| Dataset records |
impl SessionController {
    /// Create an idle controller
    #[must_use]
    pub fn new(
        live: LiveConfig,
        audio: AudioConfig,
        credentials: Arc<dyn CredentialResolver>,
        connector: Arc<dyn Connector>,
        backend: Arc<dyn AudioBackend>,
    ) -> Self {
        let (status, _) = watch::channel(SessionStatus::default());
        Self {
            live,
            audio,
            credentials,
            connector,
            backend,
            visualizer: None,
            status,
            session: None,
        }
    }

    /// Attach a visualizer to the output of every future session
    pub fn set_visualizer(&mut self, hook: impl FnMut(AnalyserTap) + 'static) {
        self.visualizer = Some(Box::new(hook));
    }

    /// Snapshot of the current status
    #[must_use]
    pub fn status(&self) -> SessionStatus {
        self.status.borrow().clone()
    }

    /// Watch status changes
    #[must_use]
    pub fn subscribe(&self) -> watch::Receiver<SessionStatus> {
        self.status.subscribe()
    }

    /// Analysis tap of the current session's output
    #[must_use]
    pub fn analyser(&self) -> Option<AnalyserTap> {
        self.session
            .as_ref()
            .and_then(|s| s.playback.as_ref())
            .map(PlaybackPipeline::analyser)
    }

    /// Playback pipeline of the open session
    #[must_use]
    pub fn playback(&self) -> Option<&PlaybackPipeline> {
        self.session.as_ref().and_then(|s| s.playback.as_ref())
    }

    /// Open a session
    ///
    /// A no-op if a session is already open. A session left in `Connecting`
    /// by an abandoned connect is torn down and replaced. On failure all
    /// partially opened resources are released and the user-facing message
    /// is published as `last_error`.
    ///
    /// # Errors
    ///
    /// Returns `MissingCredential` before any device is opened,
    /// `PermissionDenied` if the microphone is refused (no transport is
    /// opened), or `Transport` if the stream fails to open
    #[allow(clippy::future_not_send)]
    pub async fn connect(&mut self) -> Result<()> {
        match self.session.as_ref().map(|s| s.state) {
            Some(ConnectionState::Open) => {
                tracing::debug!("connect ignored, session already open");
                return Ok(());
            }
            Some(_) => {
                tracing::warn!("discarding session abandoned while connecting");
                self.teardown(None);
            }
            None => {}
        }

        self.publish(|s| s.last_error = None);

        match self.open_session().await {
            Ok(()) => Ok(()),
            Err(e) => {
                tracing::error!(error = %e, "failed to start session");
                self.teardown(Some(&e));
                Err(e)
            }
        }
    }

    #[allow(clippy::future_not_send)]
    async fn open_session(&mut self) -> Result<()> {
        let credential = self.credentials.resolve()?;

        let id = Uuid::new_v4();
        let (ended_tx, ended) = mpsc::unbounded_channel();
        let (frames_tx, frames) = mpsc::unbounded_channel();

        let sink = self.backend.open_output(
            self.audio.playback_sample_rate,
            self.audio.fft_size,
            ended_tx,
        )?;
        let playback = PlaybackPipeline::new(
            sink,
            self.audio.playback_sample_rate,
            self.audio.playback_channels,
        );

        // Stored before the next fallible step so teardown can release it
        self.session = Some(Session {
            id,
            state: ConnectionState::Connecting,
            transport: None,
            capture: None,
            playback: Some(playback),
            capture_pipeline: CapturePipeline::new(self.audio.outbound_buffer_frames),
            frames,
            ended,
        });
        self.publish(|s| s.state = ConnectionState::Connecting);

        let capture = self
            .backend
            .open_input(
                self.audio.capture_sample_rate,
                self.audio.capture_frame_size,
                frames_tx,
            )
            .map_err(|e| match e {
                Error::PermissionDenied(_) => e,
                other => Error::PermissionDenied(other.to_string()),
            })?;
        if let Some(session) = self.session.as_mut() {
            session.capture = Some(capture);
        }

        if let Some(tap) = self.analyser()
            && let Some(hook) = self.visualizer.as_mut()
        {
            hook(tap);
        }

        let params = ConnectParams {
            endpoint: credential
                .endpoint
                .unwrap_or_else(|| self.live.endpoint.clone()),
            api_key: credential.api_key,
            setup: self.live.setup(),
        };

        tracing::info!(session = %id, voice = %params.setup.voice, "connecting");

        // Capture runs while the stream opens; frames queue until it does
        let connector = Arc::clone(&self.connector);
        let mut connecting = connector.connect(&params);
        let result = loop {
            let Some(session) = self.session.as_mut() else {
                break Err(Error::Transport("session torn down while connecting".to_string()));
            };
            tokio::select! {
                biased;
                result = &mut connecting => break result,
                Some(frame) = session.frames.recv() => {
                    session.capture_pipeline.push(&frame);
                }
            }
        };
        let mut transport = result?;

        let Some(session) = self.session.as_mut().filter(|s| s.id == id) else {
            transport.close();
            return Err(Error::Transport("session replaced while connecting".to_string()));
        };

        // Frames that raced the handshake still belong before anything live
        while let Ok(frame) = session.frames.try_recv() {
            session.capture_pipeline.push(&frame);
        }
        let buffered = session.capture_pipeline.open();
        let dropped = session.capture_pipeline.dropped();
        session.transport = Some(transport);
        if let Some(transport) = session.transport.as_mut() {
            for chunk in &buffered {
                transport.send(chunk)?;
            }
        }
        session.state = ConnectionState::Open;

        tracing::info!(
            session = %id,
            flushed = buffered.len(),
            dropped,
            "session open"
        );
        self.publish(|s| {
            s.state = ConnectionState::Open;
            s.is_connected = true;
        });

        Ok(())
    }

    /// Handle the next event of the open session
    ///
    /// Returns false once there is no open session, either because none was
    /// connected or because this event closed it.
    #[allow(clippy::future_not_send)]
    pub async fn step(&mut self) -> bool {
        let wake = {
            let Some(session) = self
                .session
                .as_mut()
                .filter(|s| s.state == ConnectionState::Open)
            else {
                return false;
            };
            let Some(transport) = session.transport.as_mut() else {
                return false;
            };

            tokio::select! {
                biased;
                event = transport.next_event() => Wake::Remote(event),
                Some(id) = session.ended.recv() => Wake::Ended(id),
                Some(frame) = session.frames.recv() => Wake::Frame(frame),
            }
        };

        match wake {
            Wake::Remote(event) => {
                self.handle_remote(event.unwrap_or(ServerEvent::Closed { reason: None }));
            }
            Wake::Ended(id) => {
                if let Some(playback) = self.playback_mut() {
                    playback.segment_ended(id);
                }
                self.publish_talking();
            }
            Wake::Frame(frame) => self.handle_frame(&frame),
        }

        self.is_open()
    }

    /// Drive the session until it closes
    #[allow(clippy::future_not_send)]
    pub async fn run_until_closed(&mut self) {
        while self.step().await {}
    }

    /// Tear down the current session, if any
    ///
    /// Safe to call in any state and any number of times.
    pub fn disconnect(&mut self) {
        if self.session.is_some() {
            tracing::info!("disconnecting");
        }
        self.teardown(None);
    }

    /// Whether a session is open
    #[must_use]
    pub fn is_open(&self) -> bool {
        self.session
            .as_ref()
            .is_some_and(|s| s.state == ConnectionState::Open)
    }

    fn handle_frame(&mut self, frame: &CaptureFrame) {
        let Some(session) = self.session.as_mut() else {
            return;
        };
        let Some(chunk) = session.capture_pipeline.push(frame) else {
            return;
        };
        let sent = match session.transport.as_mut() {
            Some(transport) => transport.send(&chunk),
            None => Err(Error::Transport("no transport".to_string())),
        };
        if let Err(e) = sent {
            tracing::error!(error = %e, seq = frame.seq, "failed to send audio frame");
            self.teardown(Some(&e));
        }
    }

    fn handle_remote(&mut self, event: ServerEvent) {
        match event {
            ServerEvent::AudioDelta(data) => {
                if let Some(playback) = self.playback_mut() {
                    match playback.push_delta(&data) {
                        Ok(Some(entry)) => {
                            tracing::trace!(
                                id = entry.id,
                                start = entry.start_time,
                                "audio scheduled"
                            );
                        }
                        Ok(None) => {}
                        Err(e) => tracing::warn!(error = %e, "dropping audio segment"),
                    }
                }
                self.publish_talking();
            }
            ServerEvent::Interrupted => {
                if let Some(playback) = self.playback_mut() {
                    let flushed = playback.interrupt();
                    tracing::debug!(flushed, "playback interrupted");
                }
                self.publish_talking();
            }
            ServerEvent::TurnComplete => tracing::debug!("model turn complete"),
            ServerEvent::SetupComplete => {}
            ServerEvent::Closed { reason } => {
                tracing::info!(reason = reason.as_deref().unwrap_or("none"), "stream closed");
                self.teardown(None);
            }
            ServerEvent::Error(message) => {
                tracing::error!(error = %message, "stream error");
                self.teardown(Some(&Error::Transport(message)));
            }
        }
    }

    fn playback_mut(&mut self) -> Option<&mut PlaybackPipeline> {
        self.session.as_mut().and_then(|s| s.playback.as_mut())
    }

    /// Release every resource of the current session exactly once
    fn teardown(&mut self, error: Option<&Error>) {
        let had_session = if let Some(mut session) = self.session.take() {
            if let Some(mut transport) = session.transport.take() {
                transport.close();
            }
            if let Some(mut capture) = session.capture.take() {
                capture.close();
            }
            if let Some(mut playback) = session.playback.take() {
                playback.close();
            }
            tracing::debug!(session = %session.id, "session resources released");
            true
        } else {
            false
        };

        let message = error.map(Error::user_message);
        self.publish(|s| {
            if had_session {
                s.state = ConnectionState::Closed;
            }
            s.is_connected = false;
            s.is_talking = false;
            if message.is_some() {
                s.last_error = message;
            }
        });
    }

    fn publish_talking(&self) {
        let talking = self.playback().is_some_and(PlaybackPipeline::is_talking);
        self.publish(|s| s.is_talking = talking);
    }

    fn publish(&self, update: impl FnOnce(&mut SessionStatus)) {
        self.status.send_if_modified(|status| {
            let before = status.clone();
            update(status);
            *status != before
        });
    }
}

| Task objective |
Nothing past the line containing "pub fn set_visualizer(&mut" should be restated; transcribe the material exactly from its first line through that line.

| Exercise answer |
impl SessionController {
    /// Create an idle controller
    #[must_use]
    pub fn new(
        live: LiveConfig,
        audio: AudioConfig,
        credentials: Arc<dyn CredentialResolver>,
        connector: Arc<dyn Connector>,
        backend: Arc<dyn AudioBackend>,
    ) -> Self {
        let (status, _) = watch::channel(SessionStatus::default());
        Self {
            live,
            audio,
            credentials,
            connector,
            backend,
            visualizer: None,
            status,
            session: None,
        }
    }

    /// Attach a visualizer to the output of every future session
    pub fn set_visualizer(&mut self, hook: impl FnMut(AnalyserTap) + 'static) {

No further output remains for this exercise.